La Grenouille qui veut se faire aussi grosse que le Boeuf

26 janvier 2012

Dans ce cas clinique, vous avez noté plusieurs anomalies du cœur droit. Vous avez compris que le VD se dilate en inspiration, et que cette dilatation majore la fuite tricuspide, qui devient alors laminaire, le défaut de coaptation se majore (c’est assez net sur la boucle 4 cavités), et la fuite reflux dans les VSH en systole, lors de l’inspiration.
Coupe sous costale, notez la différence de taille du défaut de coaptation trcisupide entre les deux cycles :

Suites à vos commentaires, je pense qu’il y a deux lectures possible :

La première est celle l’IT organique sévère, qui serait responsable de la surcharge volumique VD. La valve antérieure est épaissie, et il existe une petite restriction systolique du fait de la dilatation. L’analyse de la fonction VD devient périlleuse, comme le souligne notre requin blanc du grand large. Pourtant, c’est sur cette analyse, en echo et en IRM, que repose les indications opératoires des fuites tricuspides dites “isolées”, c’est à dire sans valvulopathie gauche.

L’autre lecture, qui me séduit plus, et celle de la dysfonction diastolique VD (avec une IT essentiellement fonctionnelle, par dilatation annulaire et restriction). Le VD est hypertrophié, il y a une HTAP chronique, et la fonction systolique est correcte. En revanche, la surcharge de volume que représente l’inspiration crée une augmentation rapide de pression, dilate le VD, et aggrave la fuite tricuspide.
Deux “preuves” (et un peu de mauvaise foi) : sur cette coupe TM en sous costale, l’inspiration entraine une inversion complète de la courbure septale sous l’effet du remplissage :

Suites à l’injection du scanner, (autre test d’augmentation de précharge), les cavités droites sont très dilatées, et refoulent le VG :

Un fonction systolique conservée, mais une incapacité à encaisser une surcharge de volume sans monter les pressions de remplissage, c’est une dysfonction diastolique. (Tout ce bordel pour reproduire un reflux hépato-jugulaire…)

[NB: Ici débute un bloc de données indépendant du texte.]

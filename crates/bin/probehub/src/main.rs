//! # probehub — terminal client
//!
//! Talks to one thermometer over its REST API: live readings, probe targets,
//! firmware information and WiFi provisioning.
//!
//! ## Dependency rule
//! Wires the `reqwest` transport into the application layer; rendering lives
//! here, behaviour lives in `probehub-app`.

mod cli;
mod commands;
mod render;

use anyhow::Context as _;
use clap::Parser;
use tracing_subscriber::EnvFilter;

use probehub_adapter_http_reqwest::{DeviceConfig, ReqwestTransport};
use probehub_app::api::ApiClient;
use probehub_app::cache::ResourceCache;
use probehub_domain::temperature::TemperatureUnit;

use crate::cli::{Args, Command, WifiCommand};

#[tokio::main]
async fn main() -> anyhow::Result<()> {
    let args = Args::parse();
    init_logging(args.verbosity);

    let transport = ReqwestTransport::new(&DeviceConfig {
        base_url: args.device.clone(),
        ..DeviceConfig::default()
    })
    .with_context(|| format!("invalid device address {}", args.device))?;
    tracing::debug!(device = %transport.base_url(), "using device");
    let cache = ResourceCache::new(ApiClient::new(transport));
    let unit = TemperatureUnit::from(args.unit);

    match args.command {
        Command::Watch => commands::watch(&cache, unit).await?,
        Command::Info => println!("{}", render::system_info(&commands::info(&cache).await?)),
        Command::SetTarget { probe, value } => {
            let targets = commands::set_target(&cache, probe, &value).await?;
            println!(
                "{} target set to {:.1}°{}",
                probe.label(),
                unit.from_celsius(targets.get(probe)),
                unit.symbol()
            );
        }
        Command::Wifi(WifiCommand::Status) => {
            println!("{}", render::station(&commands::wifi_status(&cache).await?));
        }
        Command::Wifi(WifiCommand::Scan) => {
            println!("{}", render::networks(&commands::wifi_scan(&cache).await?));
        }
        Command::Wifi(WifiCommand::Connect { ssid, password }) => {
            commands::wifi_connect(&cache, &ssid, &password).await?;
        }
        Command::Restart => {
            let ack = commands::restart(&cache).await?;
            println!("{}", ack.message.as_deref().unwrap_or("restarting"));
        }
    }
    Ok(())
}

fn init_logging(verbosity: u8) {
    let level = match verbosity {
        0 => "warn",
        1 => "info",
        2 => "debug",
        _ => "trace",
    };
    let filter = EnvFilter::try_from_default_env().unwrap_or_else(|_| EnvFilter::new(level));
    tracing_subscriber::fmt()
        .with_env_filter(filter)
        .with_writer(std::io::stderr)
        .init();
}
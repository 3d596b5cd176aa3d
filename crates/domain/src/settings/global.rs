//! Global preferences: display unit, refresh cadence, alerts and theme.

use std::fmt;

use serde::{Deserialize, Serialize};

use crate::error::ValidationError;
use crate::temperature::TemperatureUnit;

use super::numeric_input_or;

/// Colour scheme of the client.
#[derive(Debug, Clone, Copy, PartialEq, Eq, Default, Serialize, Deserialize)]
#[serde(rename_all = "lowercase")]
pub enum Theme {
    #[default]
    Light,
    Dark,
}

impl Theme {
    #[must_use]
    pub fn from_dark(dark: bool) -> Self {
        if dark { Self::Dark } else { Self::Light }
    }

    #[must_use]
    pub fn is_dark(self) -> bool {
        self == Self::Dark
    }
}

impl fmt::Display for Theme {
    fn fmt(&self, f: &mut fmt::Formatter<'_>) -> fmt::Result {
        match self {
            Self::Light => f.write_str("light"),
            Self::Dark => f.write_str("dark"),
        }
    }
}

/// Global settings form.
#[derive(Debug, Clone, PartialEq, Serialize, Deserialize)]
pub struct GlobalSettings {
    pub temperature_unit: TemperatureUnit,
    pub update_interval_secs: u32,
    pub sound_alerts: bool,
    pub email_notifications: bool,
    pub theme: Theme,
}

impl Default for GlobalSettings {
    fn default() -> Self {
        Self {
            temperature_unit: TemperatureUnit::Celsius,
            update_interval_secs: 1,
            sound_alerts: true,
            email_notifications: false,
            theme: Theme::Light,
        }
    }
}

impl GlobalSettings {
    /// Apply the raw update-interval input; empty or non-numeric input
    /// resets it to one second.
    #[allow(clippy::cast_possible_truncation, clippy::cast_sign_loss)]
    pub fn set_update_interval_input(&mut self, input: &str) {
        let value = numeric_input_or(input, 1.0).clamp(0.0, f64::from(u32::MAX));
        self.update_interval_secs = value as u32;
    }

    /// Check form invariants.
    ///
    /// # Errors
    ///
    /// Returns [`ValidationError::UpdateInterval`] when the interval is
    /// outside `1..=60` seconds.
    pub fn validate(&self) -> Result<(), ValidationError> {
        if !(1..=60).contains(&self.update_interval_secs) {
            return Err(ValidationError::UpdateInterval(self.update_interval_secs));
        }
        Ok(())
    }
}

#[cfg(test)]
mod tests {
    use super::*;

    #[test]
    fn should_default_to_one_second_interval() {
        let settings = GlobalSettings::default();
        assert_eq!(settings.update_interval_secs, 1);
        assert!(settings.sound_alerts);
        assert!(!settings.email_notifications);
        assert!(settings.validate().is_ok());
    }

    #[test]
    fn should_reset_interval_on_garbage_input() {
        let mut settings = GlobalSettings::default();
        settings.set_update_interval_input("30");
        assert_eq!(settings.update_interval_secs, 30);
        settings.set_update_interval_input("soon");
        assert_eq!(settings.update_interval_secs, 1);
    }

    #[test]
    fn should_reject_interval_above_one_minute() {
        let mut settings = GlobalSettings::default();
        settings.set_update_interval_input("61");
        assert_eq!(
            settings.validate(),
            Err(ValidationError::UpdateInterval(61))
        );
    }

    #[test]
    fn should_map_dark_flag_to_theme() {
        assert_eq!(Theme::from_dark(true), Theme::Dark);
        assert!(!Theme::from_dark(false).is_dark());
        assert_eq!(Theme::Dark.to_string(), "dark");
    }
}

L’analyse de la fonction VD doit certainement porter sur sa fonction systolique, avec l’onde S, le TAPSE, le TEI etc… Mais la fonction du VD, c’est aussi d’être une réservoir, une chambre de stockage pour remplir le VG et ce, quelque soit les conditions de remplissage (hypo ou hypervolémie) ou de pression thoracique.
Il nous manque un indice de fonction diastolique du VD.
Les recommandations américaines de 2010 du JASE proposent le flux tricupside et le rapport E/Ea en fin d’expiration, au calme, moyennés sur 5 cycles.
Il nous manque un indice de fonction diastolique du VD…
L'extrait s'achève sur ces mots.